[Items from a data source]
Start of Block

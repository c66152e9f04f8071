// src/web.rs
//! HTTP endpoint and live map page

use crate::{error::Result, publisher::Publisher};
use actix_web::{web, App, HttpResponse, HttpServer};
use log::info;

/// Map page; polls `/gps_data` once per second
const INDEX_HTML: &str = include_str!("../static/index.html");

/// Register the tracker routes on an app
pub fn configure(cfg: &mut web::ServiceConfig) {
    cfg.route("/", web::get().to(index))
        .route("/gps_data", web::get().to(gps_data));
}

async fn index() -> HttpResponse {
    HttpResponse::Ok()
        .content_type("text/html; charset=utf-8")
        .body(INDEX_HTML)
}

async fn gps_data(publisher: web::Data<Publisher>) -> HttpResponse {
    HttpResponse::Ok().json(publisher.current_fix_json())
}

/// Serve until the server stops. Fails only if the address cannot be bound.
pub async fn serve(publisher: Publisher, addr: &str) -> Result<()> {
    let data = web::Data::new(publisher);

    let server = HttpServer::new(move || App::new().app_data(data.clone()).configure(configure))
        .bind(addr)?
        .run();

    info!("Web server listening on http://{}", addr);
    server.await?;
    Ok(())
}
// src/lib.rs
//! GPS Tracker Library
//!
//! Reads NMEA sentences from a serial receiver into one shared fix record and
//! serves that record to a web map and a terminal viewer.

pub mod config;
pub mod display;
pub mod error;
pub mod gps;
pub mod monitor;
pub mod publisher;
pub mod simulator;
pub mod web;

// Re-export main types for convenience
pub use error::{GpsError, Result};
pub use gps::{Fix, FixStore};
pub use monitor::{GpsMonitor, GpsSource, IngestHandle, IngestSettings, LinkState};
pub use publisher::Publisher;
// src/gps/store.rs
//! Shared holder of the one fix record

use super::{data::Fix, nmea::Sentence};
use std::sync::{Arc, PoisonError, RwLock, RwLockReadGuard, RwLockWriteGuard};

/// Handle to the process-wide fix.
///
/// Clones share the same record. The whole record sits behind a single lock,
/// so a sentence is applied in one critical section and a snapshot never
/// observes it half-applied. The lock is never held across an `.await`.
#[derive(Debug, Clone, Default)]
pub struct FixStore {
    inner: Arc<RwLock<Fix>>,
}

impl FixStore {
    /// Create a store holding the all-sentinel fix
    pub fn new() -> Self {
        Self::default()
    }

    /// Fold a decoded sentence into the stored fix
    pub fn update(&self, sentence: &Sentence) {
        self.write().apply(sentence);
    }

    /// Overwrite the whole record, used when replaying recorded tracks
    pub fn replace(&self, fix: Fix) {
        *self.write() = fix;
    }

    /// Owned copy of the current fix; no lock is held once this returns
    pub fn snapshot(&self) -> Fix {
        self.read().clone()
    }

    // A panicking writer cannot leave the plain-data record torn, so poisoning
    // is ignored rather than surfaced.
    fn read(&self) -> RwLockReadGuard<'_, Fix> {
        self.inner.read().unwrap_or_else(PoisonError::into_inner)
    }

    fn write(&self) -> RwLockWriteGuard<'_, Fix> {
        self.inner.write().unwrap_or_else(PoisonError::into_inner)
    }
}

End of Block

**Problem description**
With nothing omitted, set down all of the records again.

**Response below**
repository c66152e9f04f8071
// src/web.rs
//! HTTP endpoint and live map page

use crate::{error::Result, publisher::Publisher};
use actix_web::{web, App, HttpResponse, HttpServer};
use log::info;

/// Map page; polls `/gps_data` once per second
const INDEX_HTML: &str = include_str!("../static/index.html");

/// Register the tracker routes on an app
pub fn configure(cfg: &mut web::ServiceConfig) {
    cfg.route("/", web::get().to(index))
        .route("/gps_data", web::get().to(gps_data));
}

async fn index() -> HttpResponse {
    HttpResponse::Ok()
        .content_type("text/html; charset=utf-8")
        .body(INDEX_HTML)
}

async fn gps_data(publisher: web::Data<Publisher>) -> HttpResponse {
    HttpResponse::Ok().json(publisher.current_fix_json())
}

/// Serve until the server stops. Fails only if the address cannot be bound.
pub async fn serve(publisher: Publisher, addr: &str) -> Result<()> {
    let data = web::Data::new(publisher);

    let server = HttpServer::new(move || App::new().app_data(data.clone()).configure(configure))
        .bind(addr)?
        .run();

    info!("Web server listening on http://{}", addr);
    server.await?;
    Ok(())
}
// src/lib.rs
//! GPS Tracker Library
//!
//! Reads NMEA sentences from a serial receiver into one shared fix record and
//! serves that record to a web map and a terminal viewer.

pub mod config;
pub mod display;
pub mod error;
pub mod gps;
pub mod monitor;
pub mod publisher;
pub mod simulator;
pub mod web;

// Re-export main types for convenience
pub use error::{GpsError, Result};
pub use gps::{Fix, FixStore};
pub use monitor::{GpsMonitor, GpsSource, IngestHandle, IngestSettings, LinkState};
pub use publisher::Publisher;
// src/gps/store.rs
//! Shared holder of the one fix record

use super::{data::Fix, nmea::Sentence};
use std::sync::{Arc, PoisonError, RwLock, RwLockReadGuard, RwLockWriteGuard};

/// Handle to the process-wide fix.
///
/// Clones share the same record. The whole record sits behind a single lock,
/// so a sentence is applied in one critical section and a snapshot never
/// observes it half-applied. The lock is never held across an `.await`.
#[derive(Debug, Clone, Default)]
pub struct FixStore {
    inner: Arc<RwLock<Fix>>,
}

impl FixStore {
    /// Create a store holding the all-sentinel fix
    pub fn new() -> Self {
        Self::default()
    }

    /// Fold a decoded sentence into the stored fix
    pub fn update(&self, sentence: &Sentence) {
        self.write().apply(sentence);
    }

    /// Overwrite the whole record, used when replaying recorded tracks
    pub fn replace(&self, fix: Fix) {
        *self.write() = fix;
    }

    /// Owned copy of the current fix; no lock is held once this returns
    pub fn snapshot(&self) -> Fix {
        self.read().clone()
    }

    // A panicking writer cannot leave the plain-data record torn, so poisoning
    // is ignored rather than surfaced.
    fn read(&self) -> RwLockReadGuard<'_, Fix> {
        self.inner.read().unwrap_or_else(PoisonError::into_inner)
    }

    fn write(&self) -> RwLockWriteGuard<'_, Fix> {
        self.inner.write().unwrap_or_else(PoisonError::into_inner)
    }
}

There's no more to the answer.